I appreciate Professor Warnes’ comments on my E-Book. With his impressive knowledge, he touches upon contributions from Antoine Bayle to Charles Shagass with Economo, Hans Berger, Landoll, Penfield, Wernicke, Pavlov, Gantt, Masserman and Lidell in between; expresses concerns about conflicting nosologies based on semiology; puts forward Henry Ey’s “nosological scheme”; points out the lack of validation of DSM-5 and Leonhard’s classification; and shares his belief that in the brain glial cells are as much of importance as neurons. It is unfortunate that by extending the scope of his review, and especially by taking Bayle’s contributions as starting point, he misses a development that lead from Griesinger’s adoption of reflex activity as the basis of all brain activity in the 1840s to the proposition in the early 21st century that ”nosological homotyping” might provide suitable populations for studying the relationship between mental and neuronal activity.
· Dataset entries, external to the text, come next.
//! User entity.
//!
//! # Invariants
//! - `email` is unique across all users (enforced by the store).
//! - Deleting a user removes every post it owns.

use super::post::Post;
use super::{require_text, ValidationError};
use serde::{Deserialize, Serialize};

/// Store-generated user identifier.
pub type UserId = i64;

/// Persisted user record.
#[derive(Debug, Clone, PartialEq, Eq, Serialize, Deserialize)]
pub struct User {
    pub id: UserId,
    pub name: String,
    pub email: String,
    /// `None` when the relation was not requested.
    #[serde(skip_serializing_if = "Option::is_none", default)]
    pub posts: Option<Vec<Post>>,
}

/// Input for creating a user.
#[derive(Debug, Clone, PartialEq, Eq, Serialize, Deserialize)]
pub struct NewUser {
    pub name: String,
    pub email: String,
}

impl NewUser {
    pub fn new(name: impl Into<String>, email: impl Into<String>) -> Self {
        Self {
            name: name.into(),
            email: email.into(),
        }
    }

    /// Checks required fields before insert.
    pub fn validate(&self) -> Result<(), ValidationError> {
        require_text("name", &self.name)?;
        require_text("email", &self.email)?;
        Ok(())
    }
}

/// Partial update for a user. `None` fields are left untouched.
#[derive(Debug, Clone, Default, PartialEq, Eq, Serialize, Deserialize)]
pub struct UserPatch {
    pub name: Option<String>,
    pub email: Option<String>,
}

impl UserPatch {
    /// Returns whether the patch changes nothing.
    pub fn is_empty(&self) -> bool {
        self.name.is_none() && self.email.is_none()
    }

    /// Checks every provided field before update.
    pub fn validate(&self) -> Result<(), ValidationError> {
        if let Some(name) = self.name.as_deref() {
            require_text("name", name)?;
        }
        if let Some(email) = self.email.as_deref() {
            require_text("email", email)?;
        }
        Ok(())
    }
}

#[cfg(test)]
mod tests {
    use super::{NewUser, User, UserPatch};
    use crate::model::ValidationError;
    use serde_json::json;

    #[test]
    fn new_user_requires_name_and_email() {
        assert!(NewUser::new("Thomas", "thomas@example.com").validate().is_ok());
        assert_eq!(
            NewUser::new("", "thomas@example.com").validate(),
            Err(ValidationError::BlankField("name"))
        );
        assert_eq!(
            NewUser::new("Thomas", " ").validate(),
            Err(ValidationError::BlankField("email"))
        );
    }

    #[test]
    fn patch_only_validates_provided_fields() {
        let patch = UserPatch {
            name: Some("X".to_string()),
            email: None,
        };
        assert!(!patch.is_empty());
        assert!(patch.validate().is_ok());
        assert!(UserPatch::default().is_empty());
    }

    #[test]
    fn unloaded_posts_are_omitted_from_json() {
        let mut user = User {
            id: 7,
            name: "Thomas".to_string(),
            email: "thomas@example.com".to_string(),
            posts: None,
        };
        let value = serde_json::to_value(&user).unwrap();
        assert_eq!(
            value,
            json!({ "id": 7, "name": "Thomas", "email": "thomas@example.com" })
        );
        let decoded: User = serde_json::from_value(value).unwrap();
        assert_eq!(decoded.posts, None);

        user.posts = Some(Vec::new());
        let value = serde_json::to_value(&user).unwrap();
        assert_eq!(value["posts"], json!([]));
    }
}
Although in his five pages scholarly comment, he dedicates a paragraph to “nosological homotyping”, he evades to address the central theme of “Forgotten Language” that psychiatric patients based on differences in their abnormal forms (and not content) of their experiences, grouped on the basis of nosological organizing principles (and not diagnoses), provide more homogenous psychiatric populations than psychiatric populations based on any other criteria.